The safety and effectiveness of itrimod in pediatric patients have not been determined.

5. Medication for the elderly

Clinical studies of istrimod did not include sufficient numbers of subjects aged 65 and older to determine whether they responded differently than younger adult subjects. The pharmacokinetics of istrimod in subjects 65 years of age and older are similar to those in younger adult subjects.

6. Liver function impairment

The exposure of itrimod in subjects with mild and moderate hepatic impairment (Child-Pugh Class A and B) is similar to that in subjects with normal liver function. The exposure of itridimod in subjects with severe hepatic impairment (Child-Pugh Class C) is increased compared with subjects with normal liver function.

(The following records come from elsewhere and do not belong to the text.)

use gloo_timers::callback::Timeout;

/// Pending delayed tasks that can be cancelled as a group.
#[derive(Default)]
pub struct TaskQueue {
    pending: Vec<Timeout>,
}

impl TaskQueue {
    pub fn schedule<F>(&mut self, millis: u32, task: F)
    where
        F: FnOnce() + 'static,
    {
        self.pending.push(Timeout::new(millis, task));
    }

    /// Dropping a `Timeout` clears it, so nothing queued here runs afterwards.
    pub fn cancel_all(&mut self) {
        self.pending.clear();
    }
}

/// Runs `task` after `millis` with no way to cancel it.
pub fn detach<F>(millis: u32, task: F)
where
    F: FnOnce() + 'static,
{
    Timeout::new(millis, task).forget();
}
use chrono::Datelike;
use log::{debug, info};
use wasm_bindgen::JsCast;
use web_sys::{HtmlElement, ScrollBehavior, ScrollToOptions};
use yew::prelude::*;

use crate::catalog::Catalog;
use crate::components::{
    course_card::CourseCard,
    hero::Hero,
    nav::Nav,
    reveal::Reveal,
};
use crate::config::{FADE_OUT_MS, FRAME_TICK_MS};
use crate::notify;
use crate::pages::styles::LANDING_CSS;
use crate::state::action::SIGN_UP_MESSAGE;
use crate::state::reveal::RevealGroup;
use crate::state::ViewState;
use crate::timer::TaskQueue;

pub enum LearnHubMsg {
    ToggleMenu,
    Navigate { href: String },
    Filter { category: String },
    CardsSettle { generation: u64 },
    CardsCollapse { generation: u64 },
    CardRevealed { index: usize },
    SignUp,
}

/// Landing page controller: owns the view state and every pending filter timer.
pub struct LearnHub {
    catalog: Catalog,
    categories: Vec<String>,
    view: ViewState,
    filter_tasks: TaskQueue,
}

fn section_top(id: &str) -> Option<f64> {
    let element = web_sys::window()?.document()?.get_element_by_id(id)?;
    let element = element.dyn_into::<HtmlElement>().ok()?;
    Some(f64::from(element.offset_top()))
}

fn smooth_scroll_to(top: f64) {
    let Some(window) = web_sys::window() else {
        return;
    };
    let options = ScrollToOptions::new();
    options.set_top(top);
    options.set_behavior(ScrollBehavior::Smooth);
    window.scroll_to_with_scroll_to_options(&options);
}

impl Component for LearnHub {
    type Message = LearnHubMsg;
    type Properties = ();

    fn create(_ctx: &Context<Self>) -> Self {
        let catalog = Catalog::bundled();
        let categories = catalog.categories();
        let view = ViewState::new(catalog.course_categories());
        info!(
            "Loaded {} courses in {} categories",
            catalog.courses.len(),
            categories.len().saturating_sub(1)
        );

        Self {
            catalog,
            categories,
            view,
            filter_tasks: TaskQueue::default(),
        }
    }

    fn update(&mut self, ctx: &Context<Self>, msg: Self::Message) -> bool {
        match msg {
            LearnHubMsg::ToggleMenu => {
                self.view.toggle_menu();
                debug!("Mobile menu open: {}", self.view.navigation.menu_open());
                true
            }
            LearnHubMsg::Navigate { href } => match self.view.navigate(&href, section_top) {
                Some(top) => {
                    debug!("Scrolling to {:?} at {}", self.view.navigation.active_link(), top);
                    smooth_scroll_to(top);
                    true
                }
                None => {
                    debug!("No section for {}", href);
                    false
                }
            },
            LearnHubMsg::Filter { category } => {
                let generation = self.view.filter(&category);
                info!("Filtering courses by {}", category);

                self.filter_tasks.cancel_all();
                let link = ctx.link().clone();
                self.filter_tasks.schedule(FRAME_TICK_MS, move || {
                    link.send_message(LearnHubMsg::CardsSettle { generation })
                });
                let link = ctx.link().clone();
                self.filter_tasks.schedule(FADE_OUT_MS, move || {
                    link.send_message(LearnHubMsg::CardsCollapse { generation })
                });
                true
            }
            LearnHubMsg::CardsSettle { generation } => self.view.settle(generation),
            LearnHubMsg::CardsCollapse { generation } => {
                let changed = self.view.collapse(generation);
                if changed {
                    debug!("{} courses visible", self.view.visible_count());
                }
                changed
            }
            LearnHubMsg::CardRevealed { index } => self.view.reveal_card(index),
            LearnHubMsg::SignUp => {
                notify::alert(SIGN_UP_MESSAGE);
                false
            }
        }
    }

    fn view(&self, ctx: &Context<Self>) -> Html {
        let link = ctx.link();
        let on_toggle = link.callback(|_: ()| LearnHubMsg::ToggleMenu);
        let on_navigate = link.callback(|href: String| LearnHubMsg::Navigate { href });
        let on_sign_up = link.callback(|_: ()| LearnHubMsg::SignUp);
        let on_revealed = link.callback(|index: usize| LearnHubMsg::CardRevealed { index });

        html! {
            <div class="landing-page">
                <style>{ LANDING_CSS }</style>
                <Nav
                    state={self.view.navigation.clone()}
                    on_toggle={on_toggle}
                    on_navigate={on_navigate.clone()}
                    on_sign_up={on_sign_up.clone()}
                />
                <Hero on_sign_up={on_sign_up.clone()} on_navigate={on_navigate} />

                <section class="courses" id="courses">
                    <h2 class="section-title">{"Popular Courses"}</h2>
                    <div class="course-filters">
                        { for self.categories.iter().map(|category| {
                            let active = self.view.filter.is_active(category);
                            let onclick = {
                                let category = category.clone();
                                link.callback(move |_: MouseEvent| LearnHubMsg::Filter {
                                    category: category.clone(),
                                })
                            };
                            html! {
                                <button class={classes!("filter-btn", active.then_some("active"))} {onclick}>
                                    { category }
                                </button>
                            }
                        }) }
                    </div>
                    <div class="course-grid">
                        { for self.catalog.courses.iter().zip(self.view.cards()).enumerate().map(|(index, (course, card))| {
                            html! {
                                <CourseCard
                                    key={index}
                                    course={course.clone()}
                                    {index}
                                    style={card.style()}
                                    on_revealed={on_revealed.clone()}
                                />
                            }
                        }) }
                    </div>
                </section>

                <section class="features" id="features">
                    <h2 class="section-title">{"Why LearnHub"}</h2>
                    <div class="feature-grid">
                        { for self.catalog.features.iter().enumerate().map(|(index, feature)| html! {
                            <Reveal group={RevealGroup::FeatureCards} {index} class={classes!("feature-card")}>
                                <div class="feature-icon">{ &feature.icon }</div>
                                <h3>{ &feature.title }</h3>
                                <p>{ &feature.description }</p>
                            </Reveal>
                        }) }
                    </div>
                </section>

                <section class="about" id="about">
                    <div class="stats">
                        { for self.catalog.stats.iter().enumerate().map(|(index, stat)| html! {
                            <Reveal group={RevealGroup::StatItems} {index} class={classes!("stat-item")}>
                                <h3>{ &stat.value }</h3>
                                <p>{ &stat.label }</p>
                            </Reveal>
                        }) }
                    </div>
                    <div class="cta">
                        <h2>{"Start Learning Today"}</h2>
                        <p>{"Join thousands of learners building their future with LearnHub."}</p>
                        <button class="secondary-btn" onclick={link.callback(|_: MouseEvent| LearnHubMsg::SignUp)}>
                            {"Create Free Account"}
                        </button>
                    </div>
                </section>

                <footer class="footer">
                    <p>{ format!("© {} LearnHub by Fazal Shaikh. All rights reserved.", chrono::Local::now().year()) }</p>
                </footer>
            </div>
        }
    }
}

Itrimod is not recommended for use in patients with severe hepatic impairment, and no dose adjustment is required in patients with mild to moderate hepatic impairment.

7. Poor metabolizers of CYP2C9

For poor metabolizers of CYP2C9, concurrent use of moderate to strong inhibitors of CYP2C8 or CYP3A4 is expected to increase the exposure of itridimod. Concomitant use of istrimod is not recommended in these patients.